Pada bagian ini artinya seorang UX designer harus memahami siapa yang akan menggunakan hasil design nantinya. Hal ini menjadi penting karena UX sendiri berfokus pada users, atau dapat dikatakan juga UX ini sangat human-centered sehingga memang harus mengutamakan orang (manusia) sebagai user. Design yang lebih spesifik dapat menargetkan user yang tepat akan lebih baik karena pada dasarnya manusia sangat beragam dan akan sulit untuk menciptakan design yang dapat memuaskan semua pihak. Untuk melengkapi bagian ini, UX designer dapat menganalisa orang (user) dalam beberapa kategori seperti berdasarkan kondisi fisik, psikologis, dan sosial.

Berdasarkan kondisi fisik maksudnya terkait tinggi badan, berat badan, kondisi panca indera, maupun keadaan difabel. Hal ini penting untuk dianalisa untuk menentukan target user karena design yang baik harus menyesuaikan kapabilitas users. Sebagai contoh, jika target user orang difabel katakanlah pengguna kursi roda maka design harus dibuat senyaman mungkin, misalnya menyesuaikan ukuran design jangan sampai terlalu besar dan tinggi agar lebih mudah dijangkau. Contoh lain juga misalnya jika target user adalah orang yang buta warna maka design harus dibuat dengan tulisan yang jelas misalnya “berhenti” dan “jalan terus” bukan hanya dengan warna merah untuk berhenti dan warna hijau untuk jalan terus. Adapun selain kondisi fisik dapat juga dari psikologi yakni bagaimana seseorang menafsirkan sesuatu hal. Misalnya ada orang yang pandai mengingat angka, ada juga yang pandai mengingat tulisan, namun ada juga yang pandai dengan simbol, sehingga design yang baik diusahakan dapat memfasilitasi kebutuhan seperti ini dengan instruksi yang jelas agar tidak ada kebingungan dalam mengoperasikan design.
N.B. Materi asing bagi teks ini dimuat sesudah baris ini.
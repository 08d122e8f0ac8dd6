//! Location relay utility

use std::path::PathBuf;
use std::sync::Arc;

use clap::{Parser, Subcommand};
use location_relay::{
    client::LocationClient,
    config::AppConfig,
    errors::AppError,
    geolocation::{FixedPosition, Geolocator, NoGeolocation},
    models::{Coordinates, RoomCode},
    receiver::{Receiver, ReceiverStatus},
    sender::{Sender, SenderStatus},
    server,
};
use tokio::signal;
use tracing::info;
use tracing_subscriber::EnvFilter;

#[derive(Parser)]
#[command(version, about = "Share a location under a room code")]
struct Cli {
    /// Configuration file, instead of config/default
    #[arg(short, long, global = true)]
    config: Option<PathBuf>,

    #[command(subcommand)]
    command: Command,
}

#[derive(Subcommand)]
enum Command {
    /// Run the relay server
    Serve,
    /// Publish a position and keep refreshing it
    Send {
        /// Latitude in decimal degrees
        #[arg(long, allow_negative_numbers = true, requires = "longitude")]
        latitude: Option<f64>,
        /// Longitude in decimal degrees
        #[arg(long, allow_negative_numbers = true, requires = "latitude")]
        longitude: Option<f64>,
        /// Room code to publish under; generated when omitted
        #[arg(long)]
        room_code: Option<String>,
    },
    /// Follow the position published under a room code
    Receive {
        room_code: String,
    },
}

#[tokio::main]
async fn main() -> Result<(), AppError> {
    #[cfg(feature = "dotenv")]
    dotenvy::dotenv().ok();

    tracing_subscriber::fmt()
        .with_env_filter(
            EnvFilter::try_from_default_env().unwrap_or_else(|_| EnvFilter::new("info")),
        )
        .init();

    let cli = Cli::parse();
    let config = AppConfig::load_from(cli.config.as_deref())?;

    match cli.command {
        Command::Serve => server::run(&config).await,
        Command::Send {
            latitude,
            longitude,
            room_code,
        } => {
            let position = latitude.zip(longitude).map(|(lat, lon)| Coordinates::new(lat, lon));
            run_sender(&config, position, room_code).await
        }
        Command::Receive { room_code } => run_receiver(&config, &room_code).await,
    }
}

async fn run_sender(
    config: &AppConfig,
    position: Option<Coordinates>,
    room_code: Option<String>,
) -> Result<(), AppError> {
    config.client.validate()?;
    let api = Arc::new(LocationClient::new(&config.client)?);
    let mut sender = Sender::new(api, config.sender.update_interval);

    let geolocator: Box<dyn Geolocator> = match position {
        Some(position) => Box::new(FixedPosition(position)),
        None => Box::new(NoGeolocation),
    };
    sender.locate(geolocator.as_ref()).await?;

    match room_code {
        Some(code) => sender.set_room_code(RoomCode::try_from(code)?),
        None => {
            sender.generate_room_code();
        }
    }
    if let Some(code) = sender.room_code() {
        println!("Room code: {code}");
    }

    let mut status = sender.subscribe();
    sender.send().await?;

    loop {
        tokio::select! {
            _ = signal::ctrl_c() => {
                info!("Received shutdown signal");
                sender.stop().await;
                return Ok(());
            }
            changed = status.changed() => {
                if changed.is_err() {
                    return Ok(());
                }
                let current = status.borrow_and_update().clone();
                match current {
                    SenderStatus::PollingUpdates { updates } => info!("Updates sent: {}", updates),
                    SenderStatus::Failed(message) => {
                        sender.finished().await;
                        return Err(AppError::LoopStopped(message));
                    }
                    _ => {}
                }
            }
        }
    }
}

async fn run_receiver(config: &AppConfig, room_code: &str) -> Result<(), AppError> {
    config.client.validate()?;
    let api = Arc::new(LocationClient::new(&config.client)?);
    let mut receiver = Receiver::new(api, config.receiver.poll_interval);

    // The first change carries the initial reading
    let mut snapshots = receiver.subscribe();
    receiver.submit(room_code).await?;

    loop {
        tokio::select! {
            _ = signal::ctrl_c() => {
                info!("Received shutdown signal");
                receiver.clear().await;
                return Ok(());
            }
            changed = snapshots.changed() => {
                if changed.is_err() {
                    return Ok(());
                }
                let snapshot = snapshots.borrow_and_update().clone();
                if let ReceiverStatus::Stopped(message) = snapshot.status {
                    receiver.finished().await;
                    return Err(AppError::LoopStopped(message));
                }
                if let Some(reading) = snapshot.reading {
                    println!(
                        "{} {} at {}",
                        reading.latitude,
                        reading.longitude,
                        reading.timestamp.to_rfc3339()
                    );
                }
            }
        }
    }
}
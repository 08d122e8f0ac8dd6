//! Errors for the location relay
use thiserror::Error;

use crate::{receiver::ReceiverError, sender::SenderError};

#[derive(Error, Debug)]
pub enum AppError {
    #[error("Configuration error")]
    ConfigError(#[from] config::ConfigError),

    #[error("Invalid configuration: {message}")]
    ConfigurationError { message: String },

    #[error("IO error")]
    IoError(#[from] std::io::Error),

    #[error("Invalid room code: {0:?}")]
    InvalidRoomCode(String),

    #[error("Database connection error: {0}")]
    DatabaseConnectionError(String),

    #[error("Database migration error: {0}")]
    MigrationError(String),

    #[error("Client error")]
    ClientError(#[from] crate::client::ClientError),

    #[error("Stopped: {0}")]
    LoopStopped(String),

    #[error(transparent)]
    Sender(#[from] SenderError),

    #[error(transparent)]
    Receiver(#[from] ReceiverError),
}

/// Failures of a [`LocationStore`](crate::database::LocationStore) backend.
#[derive(Error, Debug)]
pub enum StoreError {
    #[error("Database error")]
    DatabaseError(#[from] sqlx::Error),

    #[error("Stored record {id} is invalid: {reason}")]
    CorruptRecord { id: i64, reason: String },

    #[error("Location record {0} does not exist")]
    MissingRecord(i64),
}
Selain itu dalam konteks simbol juga harus diusahaan jelas dan memilih yang universal karena dalam budaya yang berbeda, penafsiran simbol juga dapat berbeda, seperti di Amerika yang menandakan centang sebagai “ya” dan silang sebagai “tidak”, namun dalam budaya lain ada juga yang menafsirkan silang sebagai tanda “ya” atau jawaban “benar” dalam menjawab soal pilihan ganda. Terakhir dalam konteks sosial artinya ada kalangan orang yang sudah sangat terbiasa dengan teknologi di kehidupan sehari-hari, atau katakanlah para expert maka design yang dibuat mungkin tidak terlalu membutuhkan panduan yang bertele-tele dan dapat dibuat lebih canggih, sementara ada juga beberapa kalangan yang masih awam sehingga design bisa dibuat semudah mungkin untuk dipahami dengan panduan yang lebih jelas.

  1. Activity (aktivitas)

Dalam hal ini, designer yang baik juga harus mengetahui jenis aktivitas apa yang ditargetkan untuk dimudahkan operasinya dengan design. Analisis tentang aktivitas yang pertama dapat dilihat dari aspek temporal, artinya harus mengetahui apakah aktivitas ini dilakukan teratur secara repetitif atau hanya aktivitas yang sesekali, kemudian apakah tergolong sederhana atau kompleks, dan apakah aktivitas merupakan siklus atau hanya aktivitas tunggal. Informasi di atas akan berkontribusi dalam pertimbangaan design, misalnya jika aktivitas adalah aktivitas sehari-hari maka harus bisa dibuat sesederhana mungkin dan seringan mungkin dengan langkah yang tidak terlalu panjang, atau jika memang aktivitas tergolong kompleks bagaimana agar perintah yang ada lebih jelas, dan jika merupakan siklus maka design harus memudahkan aktivitas agar teratur sesuai siklusnya dan meminimalisir errors agar siklus tidak terganggu. Kemudian, yang kedua adalah cooperation atau tentang apakah aktivitas hanya dilakukan sendiri atau perlu dilakukan bersama-sama, karena katakanlah dilakukan bersama design harus memungkinkan kemudahan kolaborasi antar pengguna. Terakhir, bisa juga dilihat dari konten apakah aktivitas cenderung numerik yang menggunakan angka atau tulisan, atau bahkan gambar karena hal tersebut juga akan mempengaruhi design sebaiknya dibuat sesederhana mungkin atau harus sedikit kompleks dengan tingkat akurasi yang tinggi.

  1. Context (konteks)

Berkaitan dengan point nomor 2, aktivitas selalu dilakukan dalam suatu konteks. Terdapat 3 konteks yang umum yakni konteks keadaan fisik, konteks sosial dan konteks organisasi. Pertama, konteks keadaan fisik maksudnya keadaan lingkungan sekitar, misalnya untuk akses suatu website yang berat dan kompleks tentu butuh akses internet yang lancar dan cepat namun sayangnya secara georgrafis tidak semua daerah punya akses internet seperti itu, masih ada daerah di luar area perkotaan juga, maka pembuatan design bisa diusahakan agar lebih ringan. Kedua, konteks sosial maksudnya lingkungan sekitar dalam konteks sosial, misalnya penduduk sekitar atau norma sosial yang berlaku. Sebagai contoh, sebuah design harus mempertimbangkan masalah privasi, ketersediaan pelatihan, maupun output yang dihasilkan katakanlah seperti suara bising (noise) apakah akan mengganggu bagi warga sekitar atau tidak. Terakhir, dari konteks organisasi maksudnya adalah konteks pekerjaannya, apakah bidang teknologi sendiri, bidang kesehatan, ataupun bidang lainnya.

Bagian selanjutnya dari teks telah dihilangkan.